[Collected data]
+++

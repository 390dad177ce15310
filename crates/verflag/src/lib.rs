// SPDX-FileCopyrightText: Copyright © 2025 VerFlag Developers
//
// SPDX-License-Identifier: MPL-2.0

//! Version reporting utilities for command line programs.
//!
//! [`flag`] provides a tri-state `--version[=true|false|raw]` flag that
//! registers onto any [`clap::Command`], plus a post-parse check telling the
//! caller whether to exit. [`info`] collects the build metadata embedded by
//! the `buildinfo` crate and renders it as an aligned table or as JSON.

pub mod flag;
pub mod info;

pub use self::flag::{add_to_command, check, VersionValue};
pub use self::info::{BuildMetadata, Info, MetadataSource};
// SPDX-FileCopyrightText: Copyright © 2025 VerFlag Developers
//
// SPDX-License-Identifier: MPL-2.0

//! Embeds package version, build time, compiler version and git revision
//! information into the crate via `cargo:rustc-env` / `cargo:rustc-cfg`.

use std::{
    io,
    path::{Path, PathBuf},
    process::{Command, Stdio},
};

use chrono::{DateTime, Utc};
use thiserror::Error;

#[derive(Debug, Error)]
enum Error {
    #[error("missing `{0}` environment variable")]
    MissingEnv(&'static str),
    #[error("{0}: terminated with exit code {1}")]
    CommandFailed(String, i32),
    #[error("{0}: killed by signal")]
    CommandKilled(String),
    #[error("{0}: produced non-utf8 output")]
    CommandOutput(String),
    #[error(transparent)]
    Io(#[from] io::Error),
}

/// Returns the value of the given environment variable, registering a
/// `rerun-if-env-changed` hint so the script reruns when it changes.
fn env(key: &'static str) -> Result<String, Error> {
    println!("cargo:rerun-if-env-changed={key}");
    std::env::var(key).map_err(|_| Error::MissingEnv(key))
}

/// Runs a program and returns its trimmed standard output.
fn command(prog: &str, args: &[&str], cwd: Option<&Path>) -> Result<String, Error> {
    println!("cargo:rerun-if-env-changed=PATH");
    let mut cmd = Command::new(prog);
    cmd.args(args);
    cmd.stderr(Stdio::inherit());
    if let Some(cwd) = cwd {
        cmd.current_dir(cwd);
    }
    let out = cmd.output()?;
    if !out.status.success() {
        return Err(match out.status.code() {
            Some(code) => Error::CommandFailed(prog.to_owned(), code),
            None => Error::CommandKilled(prog.to_owned()),
        });
    }
    let stdout = String::from_utf8(out.stdout).map_err(|_| Error::CommandOutput(prog.to_owned()))?;
    Ok(stdout.trim_end().to_owned())
}

/// Embeds the build timestamp, honoring `SOURCE_DATE_EPOCH` for
/// reproducible builds.
fn embed_build_time() {
    if let Ok(epoch) = env("SOURCE_DATE_EPOCH") {
        if let Ok(seconds) = epoch.parse::<i64>() {
            if DateTime::from_timestamp(seconds, 0).is_some() {
                println!("cargo:rustc-env=BUILDINFO_BUILD_TIME={seconds}");
                return;
            }
        }
    }
    println!("cargo:rustc-env=BUILDINFO_BUILD_TIME={}", Utc::now().timestamp());
}

/// Embeds the version string of the compiler performing this build.
fn embed_rustc_version() -> Result<(), Error> {
    let rustc = env("RUSTC").unwrap_or_else(|_| "rustc".to_owned());
    let version = command(&rustc, &["--version"], None)?;
    println!("cargo:rustc-env=BUILDINFO_RUSTC_VERSION={version}");
    Ok(())
}

/// Checks whether we're building from a git checkout and if so embeds the
/// revision hashes and working tree state.
fn embed_git_info() -> Result<(), Error> {
    // The cfgs this script may set. Declared unconditionally so check-cfg
    // stays happy on non-git builds.
    println!("cargo:rustc-check-cfg=cfg(BUILDINFO_IS_GIT_BUILD)");
    println!("cargo:rustc-check-cfg=cfg(BUILDINFO_IS_DIRTY)");

    let pkg_dir = PathBuf::from(env("CARGO_MANIFEST_DIR")?);
    let git_dir = match command("git", &["rev-parse", "--git-dir"], Some(&pkg_dir)) {
        Ok(dir) => PathBuf::from(dir),
        Err(err) => {
            // Not in a git repository, most likely a source archive build.
            println!("cargo:warning=unable to determine git revision (not in a git repository?)");
            println!("cargo:warning={err}");

            // Someone could still run git init under us, catch that.
            println!("cargo:rerun-if-changed={}/.git", pkg_dir.display());
            return Ok(());
        }
    };
    println!("cargo:rustc-cfg=BUILDINFO_IS_GIT_BUILD");

    // Rerun when the checked out commit or the state of the working tree
    // changes. Watching these state files may produce false negatives but
    // it's the best hint git gives us.
    for subpath in ["HEAD", "logs/HEAD", "index"] {
        if let Ok(path) = git_dir.join(subpath).canonicalize() {
            println!("cargo:rerun-if-changed={}", path.display());
        }
    }

    let full_hash = command("git", &["rev-parse", "HEAD"], Some(&pkg_dir))?;
    println!("cargo:rustc-env=BUILDINFO_GIT_FULL_HASH={full_hash}");

    let short_hash = command("git", &["rev-parse", "--short", "HEAD"], Some(&pkg_dir))?;
    println!("cargo:rustc-env=BUILDINFO_GIT_SHORT_HASH={short_hash}");

    let status = command("git", &["status", "--porcelain"], Some(&pkg_dir))?;
    if !status.is_empty() {
        println!("cargo:rustc-cfg=BUILDINFO_IS_DIRTY");
    }

    Ok(())
}

fn main() -> Result<(), Error> {
    println!("cargo:rustc-env=BUILDINFO_VERSION={}", env("CARGO_PKG_VERSION")?);

    embed_build_time();
    embed_rustc_version()?;
    embed_git_info()?;

    Ok(())
}
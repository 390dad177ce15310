// SPDX-FileCopyrightText: Copyright © 2025 VerFlag Developers
//
// SPDX-License-Identifier: MPL-2.0

pub(crate) const VERSION: &str = env!("BUILDINFO_VERSION");

pub(crate) const BUILD_TIME: &str = env!("BUILDINFO_BUILD_TIME");

pub(crate) const RUSTC_VERSION: &str = env!("BUILDINFO_RUSTC_VERSION");

#[cfg(BUILDINFO_IS_GIT_BUILD)]
pub(crate) const GIT_FULL_HASH: &str = env!("BUILDINFO_GIT_FULL_HASH");

#[cfg(BUILDINFO_IS_GIT_BUILD)]
pub(crate) const GIT_SHORT_HASH: &str = env!("BUILDINFO_GIT_SHORT_HASH");
//! Subscriber setup

use crate::config::LoggingSection;
use tracing_subscriber::EnvFilter;

/// Filter from `RUST_LOG`, falling back to the configured level
pub(crate) fn filter(logging: &LoggingSection) -> EnvFilter {
    EnvFilter::try_from_default_env().unwrap_or_else(|_| EnvFilter::new(&logging.level))
}

/// Install the global subscriber; events go to stderr
pub(crate) fn init(logging: &LoggingSection) {
    let builder = tracing_subscriber::fmt()
        .with_env_filter(filter(logging))
        .with_writer(std::io::stderr);
    if logging.json {
        builder.json().init();
    } else {
        builder.init();
    }
}
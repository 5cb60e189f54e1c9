//! End-to-end runs of the standard station pipeline.

use chirality_algebra::{Algebra, AlgebraError, Pipeline, SyntheticResolver, TENSOR_NAME};
use chirality_core::{ids, GridKind, OperationKind, StationType, Tensor};
use chirality_test_utils::{fixed_timestamp, labelled_grid, test_thread, CountingResolver};
use pretty_assertions::assert_eq;
use std::sync::Arc;

#[tokio::test]
async fn pipeline_produces_every_grid_and_logs_in_order() {
    let thread = test_thread("pipeline");
    let a = labelled_grid(GridKind::A, &thread, 2, 2);
    let b = labelled_grid(GridKind::B, &thread, 2, 2);
    let counting = Arc::new(CountingResolver::new(SyntheticResolver));
    let pipeline = Pipeline::new(Algebra::new(counting.clone()));

    let run = pipeline
        .run(&a, &b, &thread, fixed_timestamp())
        .await
        .unwrap();

    let kinds: Vec<_> = run.operations.iter().map(|op| op.kind()).collect();
    assert_eq!(
        kinds,
        vec![
            OperationKind::Combine,
            OperationKind::Interpret,
            OperationKind::Elementwise,
            OperationKind::Merge,
            OperationKind::Expand,
        ]
    );
    assert_eq!(counting.calls(), 5);

    assert_eq!(run.c.kind(), GridKind::C);
    assert_eq!(run.j.kind(), GridKind::J);
    assert_eq!(run.f.kind(), GridKind::F);
    assert_eq!(run.d.kind(), GridKind::D);
    assert_eq!(run.w.kind(), GridKind::W);
    assert_eq!(run.w.rows(), 4);

    assert_eq!(
        run.f.metadata().station.as_deref(),
        Some(StationType::S3.label())
    );
    assert_eq!(
        run.w.metadata().station.as_deref(),
        Some(StationType::S4.label())
    );

    // F = J ⊙ C and D = A + F chain through their inputs
    assert_eq!(run.operations[2].inputs(), &[run.j.id().clone(), run.c.id().clone()]);
    assert_eq!(run.operations[3].inputs(), &[a.id().clone(), run.f.id().clone()]);
    assert_eq!(
        run.d.get(0, 0).unwrap().text(),
        "A[0,0] + interpret(B[0,0]) ⊙ A[0,0] * B[0,0] + A[0,1] * B[1,0]"
    );

    assert_eq!(run.tensor.depth(), 3);
    assert_eq!(run.tensor.id(), &ids::tensor_id(TENSOR_NAME, &thread, 1));
    let layer_ids: Vec<_> = run.tensor.layers().iter().map(|g| g.id().clone()).collect();
    assert_eq!(layer_ids, vec![run.c.id().clone(), run.f.id().clone(), run.d.id().clone()]);

    let record = run.tensor.to_record().unwrap();
    assert_eq!(Tensor::parse(&record).unwrap(), run.tensor);
}

#[tokio::test]
async fn pipeline_is_reproducible() {
    let thread = test_thread("repro");
    let a = labelled_grid(GridKind::A, &thread, 1, 1);
    let b = labelled_grid(GridKind::B, &thread, 1, 1);
    let pipeline = Pipeline::new(Algebra::new(Arc::new(SyntheticResolver)));

    let first = pipeline.run(&a, &b, &thread, fixed_timestamp()).await.unwrap();
    let second = pipeline.run(&a, &b, &thread, fixed_timestamp()).await.unwrap();
    assert_eq!(first, second);
}

#[tokio::test]
async fn incompatible_axioms_stop_the_run() {
    let thread = test_thread("mismatch");
    let a = labelled_grid(GridKind::A, &thread, 2, 3);
    let b = labelled_grid(GridKind::B, &thread, 3, 3);
    let pipeline = Pipeline::new(Algebra::new(Arc::new(SyntheticResolver)));

    // C is 2x3 but J is 3x3, so F = J ⊙ C fails validation
    let err = pipeline
        .run(&a, &b, &thread, fixed_timestamp())
        .await
        .unwrap_err();
    assert!(matches!(err, AlgebraError::Validation(_)));
}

+++

• _ABOUT THIS TASK_:
Your answer should be the lines above from the one containing "pub(crate) const VERSION: &str" through the one containing "pub(crate) const GIT_FULL_HASH: &str", copied exactly and with both ends kept.

• _TASK SOLUTION_:
pub(crate) const VERSION: &str = env!("BUILDINFO_VERSION");

pub(crate) const BUILD_TIME: &str = env!("BUILDINFO_BUILD_TIME");

pub(crate) const RUSTC_VERSION: &str = env!("BUILDINFO_RUSTC_VERSION");

#[cfg(BUILDINFO_IS_GIT_BUILD)]
pub(crate) const GIT_FULL_HASH: &str = env!("BUILDINFO_GIT_FULL_HASH");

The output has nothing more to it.